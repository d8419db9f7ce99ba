mod cli;
mod commands;
mod settings;

use std::process::ExitCode;

use clap::Parser;
use lecture_rag::RagError;
use tracing_subscriber::EnvFilter;

use crate::cli::{Cli, Command, LogFormat};
use crate::settings::Settings;

#[tokio::main]
async fn main() -> ExitCode {
    let cli = Cli::parse();
    init_logging(cli.global.verbose, cli.global.log_format);

    match run(cli).await {
        Ok(()) => ExitCode::SUCCESS,
        Err(e) => {
            report(&e);
            ExitCode::FAILURE
        }
    }
}

async fn run(cli: Cli) -> anyhow::Result<()> {
    let settings = Settings::resolve(&cli.global)?;

    match cli.command {
        Command::PullDocs => commands::pull_docs(&settings).await,
        Command::Build { raw_dir, output_dir } => {
            commands::build(&settings, raw_dir, output_dir).await.map(|_| ())
        }
        Command::Push { index_dir } => commands::push(&settings, index_dir).await,
        Command::Pipeline => commands::pipeline(&settings).await,
        Command::Ask { question, source } => commands::ask(&settings, &question, source.local).await,
        Command::Chat { source } => commands::chat(&settings, source.local).await,
        Command::Eval { output, questions, source } => {
            commands::eval(&settings, output, questions, source.local).await
        }
        Command::Storage => commands::storage(&settings).await,
    }
}

/// `RUST_LOG` wins; otherwise warnings, raised by each `-v`.
fn init_logging(verbose: u8, format: LogFormat) {
    let default_level = match verbose {
        0 => "warn",
        1 => "info",
        2 => "debug",
        _ => "trace",
    };
    let filter = EnvFilter::try_from_default_env().unwrap_or_else(|_| EnvFilter::new(default_level));
    let builder = tracing_subscriber::fmt().with_env_filter(filter).with_writer(std::io::stderr);

    match format {
        LogFormat::Text => builder.with_target(false).init(),
        LogFormat::Json => builder.json().init(),
    }
}

/// Print one diagnostic naming the failing stage, plus a next step when known.
fn report(err: &anyhow::Error) {
    match err.downcast_ref::<RagError>() {
        Some(rag) => {
            eprintln!("error ({} failed): {rag}", rag.stage());
            if let Some(hint) = rag.hint() {
                eprintln!("hint: {hint}");
            }
        }
        None => eprintln!("error: {err:#}"),
    }
}
use std::path::PathBuf;

use clap::{Args, Parser, Subcommand, ValueEnum};

#[derive(Parser, Debug)]
#[command(name = "lecture-rag", about = "Ask questions about the course slides", version)]
pub struct Cli {
    #[command(flatten)]
    pub global: GlobalArgs,

    #[command(subcommand)]
    pub command: Command,
}

/// Settings that apply to every command. Each one overrides the config file.
#[derive(Args, Debug, Clone, Default)]
pub struct GlobalArgs {
    /// Config file (TOML). Defaults to ./lecture-rag.toml when present
    #[arg(long, short = 'c', global = true, env = "LECTURE_RAG_CONFIG")]
    pub config: Option<PathBuf>,

    /// Directory holding the storage buckets
    #[arg(long, global = true, env = "LECTURE_RAG_STORAGE_ROOT")]
    pub storage_root: Option<PathBuf>,

    /// Bucket holding documents and index artifacts
    #[arg(long, global = true, env = "LECTURE_RAG_BUCKET")]
    pub bucket: Option<String>,

    /// Storage region
    #[arg(long, global = true, env = "LECTURE_RAG_REGION")]
    pub region: Option<String>,

    /// API key for the completion service
    #[arg(long, global = true, env = "LECTURE_RAG_API_KEY", hide_env_values = true)]
    pub api_key: Option<String>,

    /// API key for a remote embedding backend
    #[arg(long, global = true, env = "LECTURE_RAG_EMBEDDING_API_KEY", hide_env_values = true)]
    pub embedding_api_key: Option<String>,

    /// Completion model
    #[arg(long, global = true, env = "LECTURE_RAG_MODEL")]
    pub model: Option<String>,

    /// Number of chunks retrieved per question
    #[arg(long, global = true)]
    pub top_k: Option<usize>,

    /// Increase log verbosity (-v info, -vv debug, -vvv trace)
    #[arg(short, long, global = true, action = clap::ArgAction::Count)]
    pub verbose: u8,

    /// Log output format
    #[arg(long, global = true, value_enum, default_value = "text")]
    pub log_format: LogFormat,
}

#[derive(Clone, Copy, Debug, Default, PartialEq, Eq, ValueEnum)]
pub enum LogFormat {
    #[default]
    Text,
    Json,
}

#[derive(Subcommand, Debug)]
pub enum Command {
    /// Download the raw PDF documents from storage
    PullDocs,

    /// Build the vector index from the raw documents
    Build {
        /// Directory of PDF files
        #[arg(long)]
        raw_dir: Option<PathBuf>,
        /// Where to write the index
        #[arg(long)]
        output_dir: Option<PathBuf>,
    },

    /// Upload the built index to storage
    Push {
        /// Index directory to upload
        #[arg(long)]
        index_dir: Option<PathBuf>,
    },

    /// Pull documents, build the index and push it
    Pipeline,

    /// Answer one question
    Ask {
        /// The question
        question: String,
        #[command(flatten)]
        source: IndexSource,
    },

    /// Interactive question session
    Chat {
        #[command(flatten)]
        source: IndexSource,
    },

    /// Run the evaluation questions and write a CSV report
    Eval {
        /// Report path
        #[arg(long)]
        output: Option<PathBuf>,
        /// Questions file, one per line (defaults to the built-in set)
        #[arg(long)]
        questions: Option<PathBuf>,
        #[command(flatten)]
        source: IndexSource,
    },

    /// Show what the configured storage holds
    Storage,
}

#[derive(Args, Debug, Clone, Default)]
pub struct IndexSource {
    /// Read the locally built index instead of fetching it from storage
    #[arg(long)]
    pub local: bool,
}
- - - - - - -
Copy out the lines of the data where the word "Json" can be found.

— Result of the exercise —
        LogFormat::Json => builder.json().init(),
    Json,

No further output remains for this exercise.